A covid-19 e a educação pública

Aumento de custos no setor e queda de receita provocarão rombo de R$ 30 bi nos Estados

Notas & informações, O Estado de S.Paulo

06 de junho de 2020 | 03h00

O impacto da pandemia de covid-19 sobre a formação das novas gerações pode ser mais grave do que se imagina, deixando-as despreparadas para se emancipar intelectual e profissionalmente num período em que a Revolução Industrial 4.0 exige mão de obra cada vez mais especializada. Essa é a advertência de um importante estudo que acaba de ser divulgado pelo Instituto Unibanco e pelo movimento Todos pela Educação.

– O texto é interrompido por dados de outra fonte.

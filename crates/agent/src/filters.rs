//! Built-in conversation filters.

use async_trait::async_trait;
use toolgate_core::{ConversationFilter, Message, Role};

/// Keeps only the most recent messages of a conversation.
///
/// The cut never separates tool results from the assistant message that
/// requested them: when the window would start inside such a group it is
/// widened back to the assistant message, so the result may hold slightly
/// more than `max_messages` entries.
#[derive(Debug, Clone, Copy)]
pub struct MaxHistoryFilter {
    max_messages: usize,
}

impl MaxHistoryFilter {
    pub fn new(max_messages: usize) -> Self {
        Self {
            max_messages: max_messages.max(1),
        }
    }

    fn window_start(&self, messages: &[Message]) -> usize {
        let mut start = messages.len().saturating_sub(self.max_messages);
        while start > 0 && messages[start].role == Role::Tool {
            start -= 1;
        }
        start
    }
}

#[async_trait]
impl ConversationFilter for MaxHistoryFilter {
    async fn filter_messages(&self, mut messages: Vec<Message>) -> Vec<Message> {
        let start = self.window_start(&messages);
        if start > 0 {
            messages.drain(..start);
        }
        messages
    }
}
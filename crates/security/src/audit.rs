//! Audit logging: one ordered record per pipeline stage of every tool call.
//!
//! Records are kept in memory for inspection and forwarded to every
//! configured [`AuditSink`].

use chrono::{DateTime, Utc};
use serde::{Deserialize, Serialize};
use std::io::Write;
use std::path::{Path, PathBuf};
use std::sync::Mutex;
use toolgate_core::{AuditConfig, ToolContext, ToolResult};

use crate::sanitize::{fingerprint, sanitize_arguments};

/// A single audit log entry.
#[derive(Debug, Clone, PartialEq, Serialize, Deserialize)]
pub struct AuditRecord {
    pub timestamp: DateTime<Utc>,
    pub user_id: String,
    pub tool_name: String,
    pub conversation_id: String,
    pub request_id: String,
    pub stage: AuditStage,
    pub outcome: AuditOutcome,
    /// Arguments as seen by the tool, sanitized when configured
    #[serde(default, skip_serializing_if = "Option::is_none")]
    pub arguments: Option<serde_json::Value>,
    /// SHA-256 of the raw arguments
    #[serde(default, skip_serializing_if = "Option::is_none")]
    pub arguments_sha256: Option<String>,
    #[serde(default, skip_serializing_if = "Option::is_none")]
    pub duration_ms: Option<u64>,
    #[serde(default, skip_serializing_if = "Option::is_none")]
    pub details: Option<String>,
}

/// Pipeline stage that produced a record.
#[derive(Debug, Clone, Copy, Serialize, Deserialize, PartialEq, Eq)]
#[serde(rename_all = "snake_case")]
pub enum AuditStage {
    AccessCheck,
    ArgumentRejection,
    PreExecution,
    PostExecution,
}

/// Outcome of an audited stage.
#[derive(Debug, Clone, Copy, Serialize, Deserialize, PartialEq, Eq)]
#[serde(rename_all = "snake_case")]
pub enum AuditOutcome {
    Granted,
    Denied,
    Rejected,
    Started,
    Success,
    Failure,
}

/// Trait for audit log sinks (where records are written).
pub trait AuditSink: Send + Sync {
    fn record(&self, record: &AuditRecord);
}

/// Records kept in memory by default; sinks see every record regardless.
pub const DEFAULT_MAX_ENTRIES: usize = 10_000;

/// Ordered audit trail for tool calls.
pub struct AuditLogger {
    config: AuditConfig,
    entries: Mutex<Vec<AuditRecord>>,
    sinks: Vec<Box<dyn AuditSink>>,
    max_entries: usize,
}

impl std::fmt::Debug for AuditLogger {
    fn fmt(&self, f: &mut std::fmt::Formatter<'_>) -> std::fmt::Result {
        f.debug_struct("AuditLogger")
            .field("config", &self.config)
            .field("entry_count", &self.count())
            .field("sink_count", &self.sinks.len())
            .field("max_entries", &self.max_entries)
            .finish()
    }
}

impl Default for AuditLogger {
    fn default() -> Self {
        Self::new(AuditConfig::default())
    }
}

impl AuditLogger {
    /// Create a new audit logger with no sinks.
    pub fn new(config: AuditConfig) -> Self {
        Self::with_sinks(config, Vec::new())
    }

    /// Create a new audit logger with the given sinks.
    pub fn with_sinks(config: AuditConfig, sinks: Vec<Box<dyn AuditSink>>) -> Self {
        Self {
            config,
            entries: Mutex::new(Vec::new()),
            sinks,
            max_entries: DEFAULT_MAX_ENTRIES,
        }
    }

    /// Keep at most `max_entries` records in memory, dropping the oldest.
    pub fn with_retention(mut self, max_entries: usize) -> Self {
        self.max_entries = max_entries.max(1);
        self
    }

    pub fn add_sink(mut self, sink: Box<dyn AuditSink>) -> Self {
        self.sinks.push(sink);
        self
    }

    pub fn config(&self) -> &AuditConfig {
        &self.config
    }

    /// Record the result of the group-membership check.
    pub fn log_access_check(
        &self,
        context: &ToolContext,
        tool_name: &str,
        granted: bool,
        required_groups: &[String],
    ) {
        if !self.config.enabled || !self.config.log_tool_access_checks {
            return;
        }
        let (outcome, details) = if granted {
            (AuditOutcome::Granted, None)
        } else {
            (
                AuditOutcome::Denied,
                Some(format!("requires one of: {}", required_groups.join(", "))),
            )
        };
        let mut record = base_record(context, tool_name, AuditStage::AccessCheck, outcome);
        record.details = details;
        self.record(record);
    }

    /// Record a veto from argument transformation.
    pub fn log_rejection(&self, context: &ToolContext, tool_name: &str, reason: &str) {
        if !self.config.enabled || !self.config.log_tool_invocations {
            return;
        }
        let mut record = base_record(
            context,
            tool_name,
            AuditStage::ArgumentRejection,
            AuditOutcome::Rejected,
        );
        record.details = Some(reason.to_string());
        self.record(record);
    }

    /// Record an invocation immediately before the tool body runs.
    pub fn log_invocation(&self, context: &ToolContext, tool_name: &str, arguments: &serde_json::Value) {
        if !self.config.enabled || !self.config.log_tool_invocations {
            return;
        }
        let mut record = base_record(
            context,
            tool_name,
            AuditStage::PreExecution,
            AuditOutcome::Started,
        );
        record.arguments = Some(if self.config.sanitize_tool_parameters {
            sanitize_arguments(arguments)
        } else {
            arguments.clone()
        });
        record.arguments_sha256 = Some(fingerprint(arguments));
        self.record(record);
    }

    /// Record the outcome of a tool body.
    pub fn log_result(
        &self,
        context: &ToolContext,
        tool_name: &str,
        result: &ToolResult,
        duration_ms: u64,
    ) {
        if !self.config.enabled || !self.config.log_tool_results {
            return;
        }
        let outcome = if result.success {
            AuditOutcome::Success
        } else {
            AuditOutcome::Failure
        };
        let mut record = base_record(context, tool_name, AuditStage::PostExecution, outcome);
        record.duration_ms = Some(duration_ms);
        record.details = result.error.clone();
        self.record(record);
    }

    /// Append a record and forward it to every sink.
    pub fn record(&self, record: AuditRecord) {
        for sink in &self.sinks {
            sink.record(&record);
        }
        let mut entries = self.lock();
        if entries.len() >= self.max_entries {
            // Drop the oldest tenth at once
            let excess = entries.len() + 1 - self.max_entries;
            let drain_count = excess.max(self.max_entries / 10).min(entries.len());
            entries.drain(..drain_count);
        }
        entries.push(record);
    }

    /// Get all recorded entries.
    pub fn entries(&self) -> Vec<AuditRecord> {
        self.lock().clone()
    }

    /// Get entries produced by one stage.
    pub fn entries_for_stage(&self, stage: AuditStage) -> Vec<AuditRecord> {
        self.lock()
            .iter()
            .filter(|e| e.stage == stage)
            .cloned()
            .collect()
    }

    /// Clear all stored entries.
    pub fn clear(&self) {
        self.lock().clear();
    }

    /// Count of stored entries.
    pub fn count(&self) -> usize {
        self.lock().len()
    }

    fn lock(&self) -> std::sync::MutexGuard<'_, Vec<AuditRecord>> {
        self.entries.lock().unwrap_or_else(|poisoned| poisoned.into_inner())
    }
}

fn base_record(
    context: &ToolContext,
    tool_name: &str,
    stage: AuditStage,
    outcome: AuditOutcome,
) -> AuditRecord {
    AuditRecord {
        timestamp: Utc::now(),
        user_id: context.user.id.clone(),
        tool_name: tool_name.to_string(),
        conversation_id: context.conversation_id.to_string(),
        request_id: context.request_id.clone(),
        stage,
        outcome,
        arguments: None,
        arguments_sha256: None,
        duration_ms: None,
        details: None,
    }
}

/// A tracing-based audit sink that logs entries via `tracing::info!`.
pub struct TracingSink;

impl AuditSink for TracingSink {
    fn record(&self, record: &AuditRecord) {
        tracing::info!(
            stage = ?record.stage,
            outcome = ?record.outcome,
            user = %record.user_id,
            tool = %record.tool_name,
            conversation_id = %record.conversation_id,
            duration_ms = ?record.duration_ms,
            details = ?record.details,
            "AUDIT"
        );
    }
}

/// Appends each record as one JSON line to a file.
pub struct JsonlFileSink {
    path: PathBuf,
    file: Mutex<std::fs::File>,
}

impl JsonlFileSink {
    /// Open (or create) the audit file in append mode.
    pub fn open(path: impl AsRef<Path>) -> std::io::Result<Self> {
        let path = path.as_ref().to_path_buf();
        if let Some(parent) = path.parent() {
            std::fs::create_dir_all(parent)?;
        }
        let file = std::fs::OpenOptions::new()
            .create(true)
            .append(true)
            .open(&path)?;
        Ok(Self {
            path,
            file: Mutex::new(file),
        })
    }

    pub fn path(&self) -> &Path {
        &self.path
    }
}

impl AuditSink for JsonlFileSink {
    fn record(&self, record: &AuditRecord) {
        let line = match serde_json::to_string(record) {
            Ok(line) => line,
            Err(e) => {
                tracing::warn!(error = %e, "Failed to serialize audit record");
                return;
            }
        };
        let mut file = self.file.lock().unwrap_or_else(|p| p.into_inner());
        if let Err(e) = writeln!(file, "{line}") {
            tracing::warn!(path = %self.path.display(), error = %e, "Failed to write audit record");
        }
    }
}
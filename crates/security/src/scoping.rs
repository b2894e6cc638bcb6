//! Row-level scoping: rewrite tool arguments from the caller's attributes.
//!
//! Each rule binds a tool argument to a user attribute. A caller without
//! the attribute is refused before the tool body can run.

use async_trait::async_trait;
use serde_json::Value;
use toolgate_core::{ArgumentTransformer, Tool, ToolArgs, ToolContext, ToolRejection, TransformOutcome};

pub use toolgate_config::{ScopeMode, ScopeRuleConfig as ScopeRule};

/// Applies configured [`ScopeRule`]s to every matching tool call.
#[derive(Debug, Clone, Default)]
pub struct AttributeScopeTransformer {
    rules: Vec<ScopeRule>,
}

impl AttributeScopeTransformer {
    pub fn new(rules: Vec<ScopeRule>) -> Self {
        Self { rules }
    }

    pub fn rules(&self) -> &[ScopeRule] {
        &self.rules
    }

    fn apply(rule: &ScopeRule, args: &mut ToolArgs, context: &ToolContext) -> Result<(), ToolRejection> {
        let value = context.user.attributes.get(&rule.attribute).ok_or_else(|| {
            ToolRejection::new(format!(
                "User must have a '{}' attribute assigned",
                rule.attribute
            ))
        })?;

        match rule.mode {
            ScopeMode::Inject => {
                args.insert(rule.argument.clone(), value.clone());
            }
            ScopeMode::SqlPredicate => {
                let sql = args.get_str(&rule.argument).ok_or_else(|| {
                    ToolRejection::new(format!(
                        "Argument '{}' must be a string to apply scoping",
                        rule.argument
                    ))
                })?;
                let literal = sql_literal(value).ok_or_else(|| {
                    ToolRejection::new(format!(
                        "Attribute '{}' must be a string or number to scope queries",
                        rule.attribute
                    ))
                })?;
                let column = rule.column.as_deref().unwrap_or(&rule.attribute);
                let scoped = append_predicate(sql, column, &literal)?;
                args.insert(rule.argument.clone(), Value::String(scoped));
            }
        }
        Ok(())
    }
}

#[async_trait]
impl ArgumentTransformer for AttributeScopeTransformer {
    async fn transform_args(
        &self,
        tool: &dyn Tool,
        mut args: ToolArgs,
        context: &ToolContext,
    ) -> TransformOutcome {
        for rule in self.rules.iter().filter(|r| r.tool == tool.name()) {
            if let Err(rejection) = Self::apply(rule, &mut args, context) {
                tracing::warn!(
                    tool = %tool.name(),
                    user = %context.user.id,
                    attribute = %rule.attribute,
                    reason = %rejection.reason,
                    "Scoping rejected tool call"
                );
                return TransformOutcome::Reject(rejection);
            }
            tracing::debug!(tool = %tool.name(), argument = %rule.argument, "Applied scoping rule");
        }
        TransformOutcome::Proceed(args)
    }
}

fn sql_literal(value: &Value) -> Option<String> {
    match value {
        Value::String(s) => Some(format!("'{}'", s.replace('\'', "''"))),
        Value::Number(n) => Some(n.to_string()),
        _ => None,
    }
}

/// Clauses that follow WHERE in a SELECT; the predicate goes before them.
const TRAILING_CLAUSES: &[&str] = &[
    "GROUP", "HAVING", "WINDOW", "QUALIFY", "ORDER", "LIMIT", "OFFSET", "FETCH", "FOR",
];

/// Keywords that combine result sets; one predicate cannot scope them all.
const SET_OPERATORS: &[&str] = &["UNION", "INTERSECT", "EXCEPT"];

/// A keyword at nesting depth zero, outside quotes.
struct Keyword {
    word: String,
    start: usize,
    end: usize,
}

/// Scan `sql` for top-level keywords.
///
/// Rejects comments and statement separators, which could hide or
/// detach an appended predicate.
fn top_level_keywords(sql: &str) -> Result<Vec<Keyword>, ToolRejection> {
    let bytes = sql.as_bytes();
    let mut keywords = Vec::new();
    let mut depth = 0usize;
    let mut i = 0;
    while i < bytes.len() {
        match bytes[i] {
            quote @ (b'\'' | b'"' | b'`') => {
                i += 1;
                loop {
                    match bytes.get(i) {
                        None => return Err(ToolRejection::new("Scoped query has an unterminated quote")),
                        // A doubled quote is an escaped quote
                        Some(&b) if b == quote && bytes.get(i + 1) == Some(&quote) => i += 2,
                        Some(&b) if b == quote => break,
                        Some(_) => i += 1,
                    }
                }
            }
            b'-' if bytes.get(i + 1) == Some(&b'-') => {
                return Err(ToolRejection::new("Scoped queries may not contain comments"));
            }
            b'/' if bytes.get(i + 1) == Some(&b'*') => {
                return Err(ToolRejection::new("Scoped queries may not contain comments"));
            }
            b';' => {
                return Err(ToolRejection::new("Scoped queries must be a single statement"));
            }
            b'(' => depth += 1,
            b')' => {
                depth = depth
                    .checked_sub(1)
                    .ok_or_else(|| ToolRejection::new("Scoped query has unbalanced parentheses"))?;
            }
            b if b.is_ascii_alphabetic() || b == b'_' => {
                let start = i;
                while i < bytes.len() && (bytes[i].is_ascii_alphanumeric() || bytes[i] == b'_') {
                    i += 1;
                }
                if depth == 0 {
                    keywords.push(Keyword {
                        word: sql[start..i].to_ascii_uppercase(),
                        start,
                        end: i,
                    });
                }
                continue;
            }
            _ => {}
        }
        i += 1;
    }
    if depth != 0 {
        return Err(ToolRejection::new("Scoped query has unbalanced parentheses"));
    }
    Ok(keywords)
}

/// Add `column = literal` to the top-level WHERE clause of a SELECT.
///
/// An existing condition is parenthesized so an `OR` inside it cannot
/// escape the predicate, and the predicate lands before any
/// GROUP BY / ORDER BY / LIMIT tail.
fn append_predicate(sql: &str, column: &str, literal: &str) -> Result<String, ToolRejection> {
    let trimmed = sql.trim().trim_end_matches(';').trim_end();
    let keywords = top_level_keywords(trimmed)?;

    if keywords.iter().any(|k| SET_OPERATORS.contains(&k.word.as_str())) {
        return Err(ToolRejection::new("Scoped queries cannot combine result sets"));
    }

    let where_clause = keywords.iter().find(|k| k.word == "WHERE");
    let search_from = where_clause.map_or(0, |k| k.end);
    let tail_at = keywords
        .iter()
        .filter(|k| k.start >= search_from)
        .find(|k| TRAILING_CLAUSES.contains(&k.word.as_str()))
        .map_or(trimmed.len(), |k| k.start);

    let tail = trimmed[tail_at..].trim();
    let scoped = match where_clause {
        Some(k) => {
            let head = trimmed[..k.start].trim_end();
            let condition = trimmed[k.end..tail_at].trim();
            format!("{head} WHERE ({condition}) AND {column} = {literal}")
        }
        None => {
            let head = trimmed[..tail_at].trim_end();
            format!("{head} WHERE {column} = {literal}")
        }
    };
    Ok(if tail.is_empty() {
        scoped
    } else {
        format!("{scoped} {tail}")
    })
}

“O efeito da pandemia sobre o sistema de ensino será numa intensidade que nunca vimos. A experiência da crise financeira de 2008 é só referencial, mas não suficiente para se prever o que veremos. Há o risco de ser a ‘geração pandemia de jovens’, um grupo estruturalmente punido pela falta de ações neste momento e com grande chance de ficar fora do sistema de ensino”, diz o economista Ricardo Henriques, superintendente do Instituto Unibanco. 

O foco do estudo é basicamente financeiro. Segundo ele, ao mesmo tempo que o impacto da pandemia na atividade econômica reduziu drasticamente a receita tributária dos Estados, que concentram 80% das matrículas do ensino básico no País, os gastos com medidas emergenciais para a substituição das aulas presenciais por aulas virtuais, por meio de transmissão de conteúdo pedagógico pela TV e entrega de material impresso aos pais de alunos, explodiram. Com base num levantamento em 22 redes estaduais, o estudo identificou que 95% delas adotaram o ensino a distância e 63% ofereceram aulas online e ao vivo. 

A estimativa é de que essa combinação explosiva entre queda de receita e aumento de custos provoque um rombo de R$ 30 bilhões no orçamento dos Estados neste ano. Esse valor equivale a cerca do dobro do que a União contribui anualmente por meio do Fundo de Manutenção e Desenvolvimento da Educação Básica e de Valorização dos Profissionais da Educação (Fundeb), que é a principal fonte de investimento desse ciclo educacional. Os cálculos foram feitos com base em dados do Tesouro e informações consolidadas de receitas tributárias de abril e maio. “E mais gastos devem vir por aí, pois teremos novos alunos entrando na escola pública, de famílias de classe média baixa, que não vão conseguir mais pagar as mensalidades”, afirma João Marcelo Borges, diretor de Estratégia Política do Todos pela Educação. 

Se a solução para o problema não for formulada ainda neste ano, a conta será empurrada para os próximos exercícios, comprimindo o orçamento dos governos estaduais e agravando ainda mais os problemas sociais decorrentes do baixo nível de aprendizado dos alunos do ensino básico público. Henriques estima que o período de normalização do calendário escolar levará um ano e meio, podendo entrar em 2022. Por isso, se nada for feito agora, as redes estaduais de ensino correm o risco de colapso financeiro. E, sem recursos, elas não conseguirão atender às recomendações dos especialistas em saúde pública, dividindo as turmas para aumentar a distância entre os alunos, com o objetivo de evitar contágio, o que exige mais estrutura física e mais professores. 

Qualquer que seja a solução, ela envolve necessariamente o Fundeb. E é aí que está o nó da questão, pois em sua configuração atual ele expira em dezembro e sua reformulação tem de ser votada ainda neste ano. Há propostas de emenda constitucional em tramitação nas duas Casas Legislativas, todas prevendo mais recursos federais para o fundo. A mais adiantada é a que está na Câmara, cujo presidente, Rodrigo Maia (DEM-RJ), quer votá-la ainda neste mês. Mesmo que tenha êxito, o tempo para encontrar um modo de evitar o colapso financeiro das redes estaduais de ensino ainda neste ano é curto. E, como o presidente Jair Bolsonaro está substituindo técnicos por indicações políticas dos líderes do Centrão em áreas estratégicas do Ministério da Educação, nada garante que a normalização da rede pública de ensino básico acabe se estendendo pelos próximos anos, comprometendo a formação de uma geração escolar, como temem os autores do estudo do Instituto Unibanco e do Todos pela Educação.